Comprendre le Japon sous l’angle de la religion

Les Japonais et le christianisme : pourquoi la foi ne prend pas

Société Culture

Ishikawa Akito [Profil]

La culture chrétienne bénéficie d’une image positive au Japon ; néanmoins, les chrétiens représentent moins de 1 % de la population. Examinons les liens entre les Japonais et le christianisme, à travers leur évolution historique.

Le christianisme sans les Évangiles

Comme chacun sait, le christianisme est aujourd’hui la religion qui compte le plus de croyants dans le monde. On estime leur nombre à quelque 2,4 milliards de personnes, soit environ 32 % de la population mondiale. Mais au Japon, les chrétiens sont une minorité. Alors qu’en Corée du Sud, pays voisin, environ 29 % de la population est chrétienne, cette proportion tombe à 0,8 % dans l’Archipel. Bref, 99 % des Japonais ne croient pas au Christ.

Pour autant, on ne peut pas dire que les Japonais détestent le christianisme. Au contraire, la culture chrétienne fait même partie du quotidien. Les enfants connaissent bien entendu le nom du Christ et ils étudient à l’école de nombreuses choses en relation avec le christianisme, en histoire et en littérature ou à travers des personnalités comme Martin Luther, Dostoïevski ou Mère Teresa. Les adultes s’intéressent pour leur part à l’art et à la musique chrétiens et, en voyage à l’étranger, ils ne manquent pas de visiter une cathédrale ou une église. Noël est fêté par tous et de nombreux couples se marient suivant les rites chrétiens, même s’ils ne le sont pas eux-mêmes. Cette culture bénéficie donc d’une image positive dans l’ensemble.

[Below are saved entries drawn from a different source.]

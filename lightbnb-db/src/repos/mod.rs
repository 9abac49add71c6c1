//! Repository implementations for database access
//!
//! Each repository follows these patterns:
//! - Borrows the pool; one statement per operation, no transactions
//! - Lookups return `Ok(None)`, lists return an empty `Vec` when nothing matches
//! - Relies on DB constraints (no check-then-insert); violations surface as
//!   typed [`crate::DbError`] variants

pub mod properties;
pub mod reservations;
pub mod users;

pub use properties::PropertyRepo;
pub use reservations::ReservationRepo;
pub use users::UserRepo;
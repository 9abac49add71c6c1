//! User records

use serde::{Deserialize, Serialize};
use sqlx::FromRow;

/// User row from `users`
#[derive(Debug, Clone, PartialEq, Eq, FromRow, Serialize)]
pub struct User {
    pub id: i32,
    pub name: String,
    pub email: String,
    /// Stored credential, never serialized back out
    #[serde(skip_serializing)]
    pub password: String,
}

/// Registration payload for [`crate::UserRepo::create`]
#[derive(Debug, Clone, Deserialize)]
pub struct NewUser {
    pub name: String,
    pub email: String,
    pub password: String,
}
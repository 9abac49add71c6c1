//! User repository against a live database

mod common;

use common::TestDb;
use lightbnb_db::{DbError, NewUser, UserRepo};

fn new_user(email: &str) -> NewUser {
    NewUser {
        name: "Eva Stanley".to_owned(),
        email: email.to_owned(),
        password: "password".to_owned(),
    }
}

#[tokio::test]
#[ignore = "requires database"]
async fn find_by_email_absent_is_none() {
    let db = TestDb::new().await;

    let found = UserRepo::new(&db.pool)
        .find_by_email("nobody@example.com")
        .await
        .expect("lookup should not fail");
    assert_eq!(found, None);

    db.teardown().await;
}

#[tokio::test]
#[ignore = "requires database"]
async fn find_by_email_returns_single_match() {
    let db = TestDb::new().await;
    let id = db.user("Eva Stanley", "sebastianguerra@ymail.com").await;
    db.user("Louisa Meyer", "jacksonrose@hotmail.com").await;

    let user = UserRepo::new(&db.pool)
        .find_by_email("sebastianguerra@ymail.com")
        .await
        .unwrap()
        .expect("user should exist");
    assert_eq!(user.id, id);
    assert_eq!(user.name, "Eva Stanley");

    db.teardown().await;
}

#[tokio::test]
#[ignore = "requires database"]
async fn find_by_email_is_exact() {
    let db = TestDb::new().await;
    db.user("Eva Stanley", "sebastianguerra@ymail.com").await;

    let found = UserRepo::new(&db.pool)
        .find_by_email("SebastianGuerra@ymail.com")
        .await
        .unwrap();
    assert_eq!(found, None);

    db.teardown().await;
}

#[tokio::test]
#[ignore = "requires database"]
async fn find_by_id() {
    let db = TestDb::new().await;
    let id = db.user("Dominic Parks", "victoriablackwell@outlook.com").await;
    let repo = UserRepo::new(&db.pool);

    let user = repo.find_by_id(id).await.unwrap().expect("user should exist");
    assert_eq!(user.email, "victoriablackwell@outlook.com");

    assert_eq!(repo.find_by_id(id + 1000).await.unwrap(), None);

    db.teardown().await;
}

#[tokio::test]
#[ignore = "requires database"]
async fn create_returns_stored_row() {
    let db = TestDb::new().await;

    let created = UserRepo::new(&db.pool)
        .create(&new_user("allisonjackson@mail.com"))
        .await
        .unwrap();
    assert!(created.id > 0);
    assert_eq!(created.email, "allisonjackson@mail.com");
    assert_eq!(created.password, "password");

    db.teardown().await;
}

#[tokio::test]
#[ignore = "requires database"]
async fn duplicate_email_is_typed_failure() {
    let db = TestDb::new().await;
    let repo = UserRepo::new(&db.pool);

    repo.create(&new_user("gdocircus@hello.com")).await.unwrap();
    let err = repo
        .create(&new_user("gdocircus@hello.com"))
        .await
        .unwrap_err();

    assert!(err.is_unique_violation(), "unexpected error: {err}");
    assert!(matches!(
        err,
        DbError::UniqueViolation { constraint: Some(ref name) } if name == "users_email_key"
    ));

    db.teardown().await;
}
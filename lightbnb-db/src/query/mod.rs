//! Statement compilers
//!
//! Both compilers are pure: they return the statement text and its bound
//! values, and never touch the pool. Values only ever reach the store as
//! positional parameters (`$1`, `$2`, ...); the text contains nothing
//! supplied by the caller.

pub mod insert;
pub mod search;

use sqlx::postgres::{PgArguments, PgRow};
use sqlx::query::QueryAs;
use sqlx::{FromRow, Postgres};

pub use insert::compile_insert;
pub use search::compile_search;

/// A value bound to one positional placeholder
#[derive(Debug, Clone, PartialEq)]
pub enum SqlParam {
    Text(String),
    Int(i32),
    BigInt(i64),
    Float(f64),
    Bool(bool),
}

/// Statement text plus its parameters, in placeholder order
#[derive(Debug, Clone, PartialEq)]
pub struct CompiledQuery {
    pub sql: String,
    pub params: Vec<SqlParam>,
}

impl CompiledQuery {
    /// Prepare the statement with every parameter bound, mapping rows to `O`.
    pub fn query_as<O>(&self) -> QueryAs<'_, Postgres, O, PgArguments>
    where
        O: for<'r> FromRow<'r, PgRow>,
    {
        self.params
            .iter()
            .fold(sqlx::query_as::<Postgres, O>(&self.sql), |query, param| match param {
                SqlParam::Text(value) => query.bind(value.as_str()),
                SqlParam::Int(value) => query.bind(*value),
                SqlParam::BigInt(value) => query.bind(*value),
                SqlParam::Float(value) => query.bind(*value),
                SqlParam::Bool(value) => query.bind(*value),
            })
    }
}
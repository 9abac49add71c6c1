//! Validation error types

use thiserror::Error;

/// Input rejected before any statement is sent to the store
#[derive(Error, Debug, Clone, PartialEq, Eq)]
pub enum ValidationError {
    /// Required text value is blank
    #[error("{field} cannot be empty")]
    Empty { field: &'static str },

    /// Key is not a recognised column
    #[error("unknown field '{field}'")]
    UnknownField { field: String },

    /// Required key was not supplied
    #[error("missing required field '{field}'")]
    MissingField { field: &'static str },

    /// Payload has the right keys but could not be read
    #[error("{reason}")]
    Invalid { reason: String },
}
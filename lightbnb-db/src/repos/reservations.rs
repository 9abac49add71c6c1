//! Reservation repository
//!
//! Lists a guest's completed stays with the reserved property and its
//! average rating, in a single JOIN query.

use sqlx::PgPool;
use tracing::{debug, instrument};

use crate::error::Result;
use crate::models::GuestReservation;

/// Reservation repository
pub struct ReservationRepo<'a> {
    pool: &'a PgPool,
}

impl<'a> ReservationRepo<'a> {
    pub fn new(pool: &'a PgPool) -> Self {
        Self { pool }
    }

    /// Past reservations for a guest, earliest start date first.
    ///
    /// A reservation ending today or later is not past and is left out.
    /// Properties without reviews are kept with `average_rating: None`.
    #[instrument(skip(self))]
    pub async fn list_past_for_guest(
        &self,
        guest_id: i32,
        limit: i64,
    ) -> Result<Vec<GuestReservation>> {
        let rows = sqlx::query_as::<_, GuestReservation>(
            r#"
            SELECT
                properties.*,
                reservations.id AS reservation_id,
                reservations.guest_id,
                reservations.start_date,
                reservations.end_date,
                avg(property_reviews.rating)::float8 AS average_rating
            FROM reservations
            JOIN properties ON reservations.property_id = properties.id
            LEFT JOIN property_reviews ON properties.id = property_reviews.property_id
            WHERE reservations.guest_id = $1
            AND reservations.end_date < now()::date
            GROUP BY properties.id, reservations.id
            ORDER BY reservations.start_date, reservations.id
            LIMIT $2
            "#,
        )
        .bind(guest_id)
        .bind(limit)
        .fetch_all(self.pool)
        .await?;

        debug!(count = rows.len(), "past reservations loaded");
        Ok(rows)
    }
}
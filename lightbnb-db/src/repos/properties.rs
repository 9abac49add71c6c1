//! Property repository
//!
//! - search: statement from [`compile_search`], one row per property
//! - create: statement from [`compile_insert`], returns the stored row

use sqlx::PgPool;
use tracing::{debug, instrument};

use crate::error::Result;
use crate::models::{NewProperty, Property, PropertyListing, SearchFilter};
use crate::query::{compile_insert, compile_search};

/// Property repository
pub struct PropertyRepo<'a> {
    pool: &'a PgPool,
}

impl<'a> PropertyRepo<'a> {
    pub fn new(pool: &'a PgPool) -> Self {
        Self { pool }
    }

    /// Properties matching `filter`, cheapest first, at most `limit`.
    #[instrument(skip(self))]
    pub async fn search(&self, filter: &SearchFilter, limit: i64) -> Result<Vec<PropertyListing>> {
        let query = compile_search(filter, limit);
        debug!(sql = %query.sql, params = query.params.len(), "compiled property search");

        let rows = query
            .query_as::<PropertyListing>()
            .fetch_all(self.pool)
            .await?;

        debug!(count = rows.len(), "property search complete");
        Ok(rows)
    }

    /// Insert a property, returning the stored row.
    ///
    /// An `owner_id` with no matching user fails with
    /// [`crate::DbError::ForeignKeyViolation`].
    #[instrument(skip_all, fields(owner_id = property.owner_id))]
    pub async fn create(&self, property: &NewProperty) -> Result<Property> {
        let query = compile_insert(property);
        debug!(sql = %query.sql, params = query.params.len(), "compiled property insert");

        let created = query.query_as::<Property>().fetch_one(self.pool).await?;

        debug!(property_id = created.id, "property created");
        Ok(created)
    }
}
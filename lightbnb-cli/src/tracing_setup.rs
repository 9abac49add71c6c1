//! Tracing setup for the lightbnb CLI
//!
//! Usage:
//!   lightbnb --debug ...                 # Debug logging, including compiled SQL
//!   RUST_LOG=lightbnb_db=debug lightbnb  # Fine-grained log control
//!
//! Logs go to stderr so stdout stays clean JSON.

use anyhow::{anyhow, Result};
use tracing_subscriber::EnvFilter;

/// Tracing configuration options
#[derive(Debug, Clone, Default)]
pub struct TracingConfig {
    /// Enable debug logging (sets RUST_LOG=debug if not already set)
    pub debug: bool,
}

/// Initialize console tracing.
pub fn init_tracing(config: &TracingConfig) -> Result<()> {
    let filter = if config.debug {
        // Debug mode: set debug level unless RUST_LOG is explicitly set
        EnvFilter::try_from_default_env().unwrap_or_else(|_| EnvFilter::new("debug"))
    } else {
        EnvFilter::try_from_default_env().unwrap_or_else(|_| EnvFilter::new("warn"))
    };

    tracing_subscriber::fmt()
        .with_env_filter(filter)
        .with_target(config.debug)
        .with_writer(std::io::stderr)
        .compact()
        .try_init()
        .map_err(|err| anyhow!(err))
}
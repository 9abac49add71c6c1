//! Property search criteria

use serde::Deserialize;

/// Result count used when the caller does not pass one
pub const DEFAULT_LIMIT: i64 = 10;

/// Optional criteria for [`crate::PropertyRepo::search`]
///
/// Prices are in major currency units (dollars); the search compiler
/// converts them to the stored minor units.
#[derive(Debug, Clone, Default, PartialEq, Deserialize)]
#[serde(default)]
pub struct SearchFilter {
    /// Case-sensitive substring of the property's city
    pub city: Option<String>,
    pub owner_id: Option<i32>,
    pub minimum_price_per_night: Option<i64>,
    pub maximum_price_per_night: Option<i64>,
    pub minimum_rating: Option<f64>,
}

impl SearchFilter {
    /// City to match, ignoring a blank value.
    pub fn city(&self) -> Option<&str> {
        self.city
            .as_deref()
            .filter(|city| !city.trim().is_empty())
    }

    pub fn with_city(mut self, city: impl Into<String>) -> Self {
        self.city = Some(city.into());
        self
    }

    pub fn with_owner(mut self, owner_id: i32) -> Self {
        self.owner_id = Some(owner_id);
        self
    }

    pub fn with_price_range(mut self, minimum: Option<i64>, maximum: Option<i64>) -> Self {
        self.minimum_price_per_night = minimum;
        self.maximum_price_per_night = maximum;
        self
    }

    pub fn with_minimum_rating(mut self, rating: f64) -> Self {
        self.minimum_rating = Some(rating);
        self
    }
}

Et pourtant, la grande majorité des Japonais n’a aucun intérêt pour la foi chrétienne. Il ne faut pas y voir une critique envers une pensée et une culture qu’ils connaissent bien ; c’est tout simplement qu’elle n’éveille pas chez eux un intérêt profond. Le Japon compte de nombreuses écoles fondées par des missionnaires et croyants. Une enquête souligne qu’un Japonais sur dix a passé une partie de son éducation, de la maternelle à l’université, dans un établissement chrétien. Malgré tout, le nombre de chrétiens au Japon n’augmente pas. La population chrétienne de l’Archipel se compose d’environ 60 % de protestants et 40 % de catholiques ; cependant, les Japonais non chrétiens ne connaissent généralement pas la différence entre les deux et ne s’y intéressent guère. Leur intérêt pour le christianisme se situe en dehors des Évangiles.

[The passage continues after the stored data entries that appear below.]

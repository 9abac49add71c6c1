//! Database configuration from the environment
//!
//! Environment variables:
//!   DATABASE_URL                # PostgreSQL connection string (required)
//!   LIGHTBNB_MAX_CONNECTIONS    # Pool size (default: 5)

use thiserror::Error;

/// Default maximum connections for the pool.
pub const DEFAULT_MAX_CONNECTIONS: u32 = 5;

pub const DATABASE_URL_VAR: &str = "DATABASE_URL";
pub const MAX_CONNECTIONS_VAR: &str = "LIGHTBNB_MAX_CONNECTIONS";

#[derive(Error, Debug, PartialEq, Eq)]
pub enum ConfigError {
    #[error("{0} is not set")]
    Missing(&'static str),

    #[error("{name} has invalid value '{value}'")]
    Invalid { name: &'static str, value: String },
}

/// Where and how wide the pool connects
#[derive(Debug, Clone, PartialEq, Eq)]
pub struct DbConfig {
    pub database_url: String,
    pub max_connections: u32,
}

impl DbConfig {
    pub fn new(database_url: impl Into<String>) -> Self {
        Self {
            database_url: database_url.into(),
            max_connections: DEFAULT_MAX_CONNECTIONS,
        }
    }

    /// Read configuration from process environment variables.
    pub fn from_env() -> Result<Self, ConfigError> {
        Self::from_lookup(|name| std::env::var(name).ok())
    }

    /// Read configuration through `lookup`, which returns a variable's value
    /// if it is set.
    pub fn from_lookup(lookup: impl Fn(&str) -> Option<String>) -> Result<Self, ConfigError> {
        let database_url = lookup(DATABASE_URL_VAR)
            .filter(|url| !url.trim().is_empty())
            .ok_or(ConfigError::Missing(DATABASE_URL_VAR))?;

        let max_connections = match lookup(MAX_CONNECTIONS_VAR) {
            None => DEFAULT_MAX_CONNECTIONS,
            Some(raw) => raw
                .trim()
                .parse::<u32>()
                .ok()
                .filter(|n| *n > 0)
                .ok_or(ConfigError::Invalid {
                    name: MAX_CONNECTIONS_VAR,
                    value: raw,
                })?,
        };

        Ok(Self {
            database_url,
            max_connections,
        })
    }

    pub fn with_max_connections(mut self, max_connections: u32) -> Self {
        self.max_connections = max_connections;
        self
    }
}
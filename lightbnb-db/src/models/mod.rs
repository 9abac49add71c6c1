//! Domain records and caller-supplied inputs
//!
//! Records derive `FromRow` so repositories can map rows directly; inputs
//! (`NewUser`, `NewProperty`, `SearchFilter`) derive `Deserialize` so callers
//! can build them from JSON or query strings.

pub mod filter;
pub mod property;
pub mod reservation;
pub mod user;
pub mod validation;

pub use filter::{SearchFilter, DEFAULT_LIMIT};
pub use property::{FieldSpec, NewProperty, Property, PropertyListing, PROPERTY_FIELDS};
pub use reservation::{GuestReservation, Reservation};
pub use user::{NewUser, User};
pub use validation::ValidationError;
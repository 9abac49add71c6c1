//! Environment loading for the CLI

use std::path::PathBuf;

/// Load `.env` files, without overriding variables that are already set.
///
/// Priority order (highest to lowest):
/// 1. Environment variables already set
/// 2. Current directory .env
/// 3. ~/.lightbnb/.env
///
/// Returns the files that were loaded. Runs before tracing is set up, so
/// the caller logs the result.
pub fn load_dotenv() -> Vec<PathBuf> {
    let mut loaded = Vec::new();

    if let Ok(path) = dotenvy::dotenv() {
        loaded.push(path);
    }

    if let Some(env_file) = config_dir().map(|dir| dir.join(".env")) {
        // dotenvy doesn't overwrite existing vars, so the current
        // directory keeps priority
        if env_file.exists() && dotenvy::from_path(&env_file).is_ok() {
            loaded.push(env_file);
        }
    }

    loaded
}

/// The lightbnb config directory (~/.lightbnb)
pub fn config_dir() -> Option<PathBuf> {
    dirs::home_dir().map(|home| home.join(".lightbnb"))
}
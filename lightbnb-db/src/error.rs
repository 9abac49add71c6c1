//! Error types for lightbnb-db
//!
//! "No matching row" is never an error here: lookups return `Ok(None)` and
//! list operations return an empty `Vec`. Everything in [`DbError`] is a
//! real failure the caller has to handle.

use thiserror::Error;

use crate::models::ValidationError;

pub type Result<T> = std::result::Result<T, DbError>;

#[derive(Error, Debug)]
pub enum DbError {
    /// Store failure that is not a recognised constraint violation
    #[error("database error: {0}")]
    Sqlx(#[source] sqlx::Error),

    /// A unique constraint rejected the write (e.g. duplicate user email)
    #[error("unique constraint violated{}", constraint_suffix(.constraint))]
    UniqueViolation { constraint: Option<String> },

    /// A foreign key rejected the write (e.g. property owner does not exist)
    #[error("foreign key constraint violated{}", constraint_suffix(.constraint))]
    ForeignKeyViolation { constraint: Option<String> },

    /// Input rejected before reaching the store
    #[error("invalid input: {0}")]
    Validation(#[from] ValidationError),
}

impl DbError {
    pub fn is_unique_violation(&self) -> bool {
        matches!(self, Self::UniqueViolation { .. })
    }

    pub fn is_foreign_key_violation(&self) -> bool {
        matches!(self, Self::ForeignKeyViolation { .. })
    }
}

/// Classifies constraint violations so callers can match on them without
/// digging through driver-specific error codes.
impl From<sqlx::Error> for DbError {
    fn from(err: sqlx::Error) -> Self {
        if let sqlx::Error::Database(db_err) = &err {
            let constraint = db_err.constraint().map(str::to_owned);
            if db_err.is_unique_violation() {
                return Self::UniqueViolation { constraint };
            }
            if db_err.is_foreign_key_violation() {
                return Self::ForeignKeyViolation { constraint };
            }
        }
        Self::Sqlx(err)
    }
}

fn constraint_suffix(constraint: &Option<String>) -> String {
    constraint
        .as_deref()
        .map(|name| format!(" ({name})"))
        .unwrap_or_default()
}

Des actes violents exécutés par les missionaires au Japon

C’est en 1549 que le christianisme est entré au Japon, avec l’arrivée à Kagoshima de missionnaires menés par François Xavier (1506-1552). Les premiers d’entre eux ont converti des Japonais en nombre croissant, mais le christianisme a été interdit à peine soixante ans plus tard. Cette interdiction a pesé environ 260 ans, période durant laquelle la répression a parfois été brutale, avec des actes de torture et des exécutions. Le christianisme a été interdit et réprimé du début du XVIIe siècle au milieu du XIXe siècle pour des raisons variées, mais surtout parce que, loin d’être une simple religion, son impact sur la politique et la société japonaises était puissant.

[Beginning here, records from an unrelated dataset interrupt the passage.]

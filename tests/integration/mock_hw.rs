//! Recording mocks for the serial link and the emergency collaborators.
//! Every call is journaled so tests can assert on full command history
//! without a Pico or a positioning service attached.

use std::collections::VecDeque;
use std::sync::atomic::{AtomicBool, AtomicUsize, Ordering};
use std::sync::{Arc, Mutex};
use std::thread;
use std::time::Duration;
use futures::channel::oneshot;
use tokio_util::sync::CancellationToken;

use pico_sos::device::session::{PermissionAuthority, RadioCommands};
use pico_sos::device::types::DeviceHandle;
use pico_sos::error::TransportError;
use pico_sos::serial::transport::{LinkFactory, RawLink};
use pico_sos::sos::orchestrator::{Dialer, ShareSink};
use pico_sos::telemetry::location::{FixOutcome, LocationProvider, PositionFix};
use pico_sos::voice::{SpeechOutcome, VoiceEngine};

/// Shared call journal, so ordering can be asserted across mocks.
pub type Journal = Arc<Mutex<Vec<String>>>;

pub fn new_journal() -> Journal {
    Arc::new(Mutex::new(Vec::new()))
}

// ── Serial link ───────────────────────────────────────────────

pub struct LinkState {
    pub written: Mutex<Vec<u8>>,
    pub reads: Mutex<VecDeque<Vec<u8>>>,
    handles: AtomicUsize,
}

impl LinkState {
    /// Outbound traffic split into newline-terminated commands.
    pub fn written_lines(&self) -> Vec<String> {
        let written = self.written.lock().unwrap();
        String::from_utf8_lossy(&written)
            .split('\n')
            .filter(|line| !line.is_empty())
            .map(str::to_string)
            .collect()
    }

    /// True once every handle (writer and read-loop clone) is gone.
    pub fn closed(&self) -> bool {
        self.handles.load(Ordering::SeqCst) == 0
    }
}

pub struct MockLink {
    state: Arc<LinkState>,
}

impl Drop for MockLink {
    fn drop(&mut self) {
        self.state.handles.fetch_sub(1, Ordering::SeqCst);
    }
}

impl RawLink for MockLink {
    fn write_bytes(&mut self, data: &[u8]) -> Result<(), TransportError> {
        self.state.written.lock().unwrap().extend_from_slice(data);
        Ok(())
    }

    fn read_bytes(&mut self, buf: &mut [u8]) -> Result<usize, TransportError> {
        let next = self.state.reads.lock().unwrap().pop_front();
        match next {
            Some(chunk) => {
                buf[..chunk.len()].copy_from_slice(&chunk);
                Ok(chunk.len())
            },
            None => {
                thread::sleep(Duration::from_millis(1));
                Ok(0)
            },
        }
    }

    fn try_clone_link(&self) -> Result<Box<dyn RawLink>, TransportError> {
        self.state.handles.fetch_add(1, Ordering::SeqCst);
        Ok(Box::new(MockLink {
            state: self.state.clone(),
        }))
    }
}

pub struct MockFactory {
    pub links: Mutex<Vec<Arc<LinkState>>>,
    pub fail_next: AtomicBool,
}

impl MockFactory {
    pub fn new() -> Arc<Self> {
        Arc::new(MockFactory {
            links: Mutex::new(Vec::new()),
            fail_next: AtomicBool::new(false),
        })
    }

    pub fn link(&self, index: usize) -> Arc<LinkState> {
        self.links.lock().unwrap()[index].clone()
    }

    pub fn open_count(&self) -> usize {
        self.links.lock().unwrap().len()
    }
}

pub struct FactoryHandle(pub Arc<MockFactory>);

impl LinkFactory for FactoryHandle {
    fn open(&self, _port_id: &str) -> Result<Box<dyn RawLink>, TransportError> {
        if self.0.fail_next.swap(false, Ordering::SeqCst) {
            return Err(TransportError::OpenFailed {
                source: serialport::Error::new(serialport::ErrorKind::NoDevice, "mock open failure"),
            });
        }

        let state = Arc::new(LinkState {
            written: Mutex::new(Vec::new()),
            reads: Mutex::new(VecDeque::new()),
            handles: AtomicUsize::new(1),
        });

        self.0.links.lock().unwrap().push(state.clone());
        Ok(Box::new(MockLink { state }))
    }
}

// ── Permission authority ──────────────────────────────────────

pub struct GateAuthority {
    pub granted: AtomicBool,
    pub requests: Mutex<Vec<DeviceHandle>>,
}

impl GateAuthority {
    pub fn new(granted: bool) -> Arc<Self> {
        Arc::new(GateAuthority {
            granted: AtomicBool::new(granted),
            requests: Mutex::new(Vec::new()),
        })
    }
}

pub struct AuthorityHandle(pub Arc<GateAuthority>);

impl PermissionAuthority for AuthorityHandle {
    fn has_permission(&self, _handle: &DeviceHandle) -> bool {
        self.0.granted.load(Ordering::SeqCst)
    }

    fn request_permission(&self, handle: &DeviceHandle) {
        self.0.requests.lock().unwrap().push(handle.clone());
    }
}

// ── Radio commands ────────────────────────────────────────────

pub struct MockRadio {
    pub connected: AtomicBool,
    journal: Journal,
}

impl MockRadio {
    pub fn new(connected: bool, journal: Journal) -> Arc<Self> {
        Arc::new(MockRadio {
            connected: AtomicBool::new(connected),
            journal,
        })
    }
}

impl RadioCommands for MockRadio {
    fn is_connected(&self) -> bool {
        self.connected.load(Ordering::SeqCst)
    }

    fn set_frequency(&self, tx_mhz: f64, rx_mhz: f64) {
        self.journal
            .lock()
            .unwrap()
            .push(format!("FREQ {:.3} {:.3}", tx_mhz, rx_mhz));
    }

    fn report_position(&self, latitude: f64, longitude: f64) {
        self.journal
            .lock()
            .unwrap()
            .push(format!("GPS {} {}", latitude, longitude));
    }

    fn ptt_down(&self) {
        self.journal.lock().unwrap().push("PTT 1".to_string());
    }

    fn ptt_up(&self) {
        self.journal.lock().unwrap().push("PTT 0".to_string());
    }
}

// ── Location provider ─────────────────────────────────────────

pub enum FixBehavior {
    Fix(PositionFix),
    Unavailable,
    Error,
    /// Provider abandons the request without answering.
    Drop,
}

pub struct MockLocation {
    pub granted: AtomicBool,
    pub permission_requests: AtomicUsize,
    pub fix_requests: AtomicUsize,
    behavior: Mutex<FixBehavior>,
}

impl MockLocation {
    pub fn new(granted: bool, behavior: FixBehavior) -> Arc<Self> {
        Arc::new(MockLocation {
            granted: AtomicBool::new(granted),
            permission_requests: AtomicUsize::new(0),
            fix_requests: AtomicUsize::new(0),
            behavior: Mutex::new(behavior),
        })
    }
}

impl LocationProvider for MockLocation {
    fn has_permission(&self) -> bool {
        self.granted.load(Ordering::SeqCst)
    }

    fn request_permission(&self) {
        self.permission_requests.fetch_add(1, Ordering::SeqCst);
    }

    fn request_fix(&self, _cancel: CancellationToken) -> oneshot::Receiver<FixOutcome> {
        self.fix_requests.fetch_add(1, Ordering::SeqCst);
        let (sender, receiver) = oneshot::channel();

        match &*self.behavior.lock().unwrap() {
            FixBehavior::Fix(fix) => {
                let _ = sender.send(FixOutcome::Fix(*fix));
            },
            FixBehavior::Unavailable => {
                let _ = sender.send(FixOutcome::Unavailable);
            },
            FixBehavior::Error => {
                let _ = sender.send(FixOutcome::Error("mock gps failure".to_string()));
            },
            FixBehavior::Drop => drop(sender),
        }

        receiver
    }
}

// ── Voice engine ──────────────────────────────────────────────

pub enum VoiceBehavior {
    Done,
    Error,
    /// Engine dies without reporting back.
    Drop,
}

pub struct MockVoice {
    behavior: Mutex<VoiceBehavior>,
    journal: Journal,
}

impl MockVoice {
    pub fn new(behavior: VoiceBehavior, journal: Journal) -> Arc<Self> {
        Arc::new(MockVoice {
            behavior: Mutex::new(behavior),
            journal,
        })
    }
}

impl VoiceEngine for MockVoice {
    fn speak(&self, text: &str) -> oneshot::Receiver<SpeechOutcome> {
        self.journal.lock().unwrap().push(format!("SPEAK {}", text));
        let (sender, receiver) = oneshot::channel();

        match &*self.behavior.lock().unwrap() {
            VoiceBehavior::Done => {
                let _ = sender.send(SpeechOutcome::Done);
            },
            VoiceBehavior::Error => {
                let _ = sender.send(SpeechOutcome::Error);
            },
            VoiceBehavior::Drop => drop(sender),
        }

        receiver
    }
}

// ── Handoffs ──────────────────────────────────────────────────

#[derive(Default)]
pub struct RecordingDialer {
    pub dialed: Mutex<Vec<String>>,
}

impl Dialer for RecordingDialer {
    fn dial(&self, number: &str) {
        self.dialed.lock().unwrap().push(number.to_string());
    }
}

#[derive(Default)]
pub struct RecordingShare {
    pub shared: Mutex<Vec<String>>,
}

impl ShareSink for RecordingShare {
    fn share(&self, text: &str) {
        self.shared.lock().unwrap().push(text.to_string());
    }
}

La Compagnie de Jésus, qui représentait la première force missionnaire au Japon au milieu du XVIe siècle, s’est largement impliquée dans le commerce avec l’Europe afin de garantir l’efficacité de sa mission et de maintenir et accroître le nombre de ses fidèles. L’implication des Jésuites dans les activités économiques a non seulement profité à un certain nombre de seigneurs locaux, mais elle a aussi permis de les approvisionner en matériel militaire. Les missionnaires, sans se cantonner à un rôle religieux, avaient acquis un poids économique et militaire que les pouvoirs politiques ne pouvaient plus ignorer.

De plus, certains de ces missionnaires du XVIe siècle envisageaient de faire appel à des renforts militaires espagnols et portugais pour assujettir le Japon par les armes. Dans les faits, l’invasion de l’Archipel n’a jamais été sérieusement envisagée, semble-t-il, mais à l’époque, plus d’un missionnaire souhaitait défendre l’Église et le travail de ses coreligionnaires par les armes. On comprend donc que les fidèles chrétiens aient inspiré méfiance et inquiétude aux responsables politiques japonais.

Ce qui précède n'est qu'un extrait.